Weaver arrived at County General as Chief Resident and later became an attending physician, then rose to Chief of Emergency Medicine and finally Hospital Chief of Staff. Through it all, Weaver remained unfazed by her physical disability, which required her to move about the crowded and chaotic ER with a crutch, and by her controversial standing among colleagues, several of whom regard her as abrasive, cold and officious. Weaver is eventually revealed as lesbian, her sexual orientation being a key point in some of the episodes, particularly when she fights in court to keep her son, Henry.
Seasons Two through Six Edit
During Innes' first six seasons on the show, little was revealed about the details of Weaver's background which would later become some of her defining traits: her sexual orientation, political beliefs, and even the precise nature of her disability. These were closely guarded secrets for a woman who wanted to succeed professionally, but feared discrimination. She was also unable to fully deal with her internalized homophobia and regretted that she never knew her birth parents.
When she was first hired by Mark Greene as chief resident in 1995, this let down much of the ER staff who didn't care for her detail-oriented approach in the trauma rooms. Early in her position, she would often clash with Doug Ross and resident Susan Lewis over most of the procedures in patient care. In addition, her strong belief in administrative policies would be dragged out into every unnecessary aspect in the workplace. In Season 3, Kerry became an ER attending physician alongside Mark Greene, whom she would always manage to compete with or maneuver to catch the eye of her superiors.

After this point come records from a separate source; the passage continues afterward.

//! Diagnostic hint selection.
//!
//! Fixed threshold rules map the computed metrics to zero or more
//! messages. Selection is independent per metric, ordered CPU first, and
//! an undefined metric never fires.

use crate::metrics::EfficiencyMetrics;
use crate::model::Job;
use jobscope_slurm::NodeInfo;

/// Tunable thresholds for hint selection.
#[derive(Debug, Clone, Copy)]
pub struct HintThresholds {
    /// CPU efficiency below this fires a hint at all.
    pub cpu_low: f64,
    /// CPU efficiency below this reads as pathological.
    pub cpu_very_low: f64,
    /// Memory efficiency below this suggests the request was oversized.
    pub mem_overrequest: f64,
}

impl Default for HintThresholds {
    fn default() -> Self {
        Self {
            cpu_low: 0.75,
            cpu_very_low: 0.25,
            mem_overrequest: 0.5,
        }
    }
}

/// One diagnostic message for the report.
#[derive(Debug, Clone, Copy, PartialEq, Eq)]
pub enum Hint {
    /// Cores were busy yet efficiency is low: likely I/O bound.
    CheckIoPattern,
    /// Cores sat idle and efficiency is pathological.
    VeryLowCpuEfficiency,
    /// Cores sat idle; the program does not use its allocation.
    IdleAssignedCores,
    /// Far more memory requested than the peak ever reached.
    MemoryOverRequested,
}

impl Hint {
    pub fn message(&self) -> &'static str {
        match self {
            Hint::CheckIoPattern => {
                "The program efficiency is low. \
                 Check the file in- and output pattern of your application."
            }
            Hint::VeryLowCpuEfficiency => "The program efficiency is very low.",
            Hint::IdleAssignedCores => {
                "The program efficiency is low. \
                 Your program is not using the assigned cores."
            }
            Hint::MemoryOverRequested => {
                "You requested much more memory than your program used."
            }
        }
    }
}

/// Select the hints for one job, CPU rule first, then memory.
pub fn select_hints(
    job: &Job,
    metrics: &EfficiencyMetrics,
    nodes: &[NodeInfo],
    thresholds: &HintThresholds,
) -> Vec<Hint> {
    let mut hints = Vec::new();
    if let Some(hint) = cpu_hint(job, metrics, thresholds) {
        hints.push(hint);
    }
    if let Some(hint) = memory_hint(job, metrics, nodes, thresholds) {
        hints.push(hint);
    }
    hints
}

fn cpu_hint(job: &Job, metrics: &EfficiencyMetrics, t: &HintThresholds) -> Option<Hint> {
    let eff = metrics.cpu_efficiency?;
    if eff >= t.cpu_low {
        return None;
    }

    // Unknown node count defaults to idle: the severity-based messages are
    // the safer guess when the I/O heuristic cannot be evaluated.
    let idle = cores_sat_idle(job).unwrap_or(true);
    if !idle {
        Some(Hint::CheckIoPattern)
    } else if eff < t.cpu_very_low {
        Some(Hint::VeryLowCpuEfficiency)
    } else {
        Some(Hint::IdleAssignedCores)
    }
}

/// Whether the job kept less than one core per node busy.
///
/// Used CPU-seconds below the job's node-seconds (nodes x elapsed) means
/// even a single continuously-busy core per node was not reached; the
/// cores sat idle. At or above it the cores were working, so low
/// efficiency points at an I/O pattern instead.
fn cores_sat_idle(job: &Job) -> Option<bool> {
    let total_cpu = job.total_cpu?.as_secs_f64();
    let elapsed = job.elapsed?.as_secs_f64();
    let n_nodes = job.n_nodes?;
    if n_nodes == 0 {
        return None;
    }
    Some(total_cpu < n_nodes as f64 * elapsed)
}

fn memory_hint(
    job: &Job,
    metrics: &EfficiencyMetrics,
    nodes: &[NodeInfo],
    t: &HintThresholds,
) -> Option<Hint> {
    let eff = metrics.mem_efficiency?;
    if eff >= t.mem_overrequest {
        return None;
    }

    // Requesting less memory only frees anything if the job shared its
    // nodes. Without a resolved node description there is nothing to
    // compare against, so the hint stays silent.
    let cpus = job.alloc_cpus?;
    let n_nodes = job.n_nodes.filter(|n| *n > 0)?;
    let cpus_per_node = cpus.div_ceil(n_nodes);

    let shared_node = nodes.iter().any(|node| {
        node.cpus_total
            .is_some_and(|total| cpus_per_node < total)
    });

    shared_node.then_some(Hint::MemoryOverRequested)
}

As a result, it was difficult for anyone — the audience or any of the other characters — to really know Weaver beyond her tough and bureaucratic professionalism. In an early glimpse into her soul, Weaver defended Jeanie Boulet (played by Gloria Reuben), a physician's assistant who contracted HIV from her adulterous husband. Boulet fought to keep her job and dignity, while some doctors worried about the liability involved in having an HIV-positive employee in the ER. Weaver was the first person in a position of power to side with Jeanie, and the two remained friends until Jeanie's budget-related firing and her successful pressure campaign to get her job back. They reconciled and were close friends again when Jeanie left the ER to be with her new husband and raise her adopted HIV+ son Carlos.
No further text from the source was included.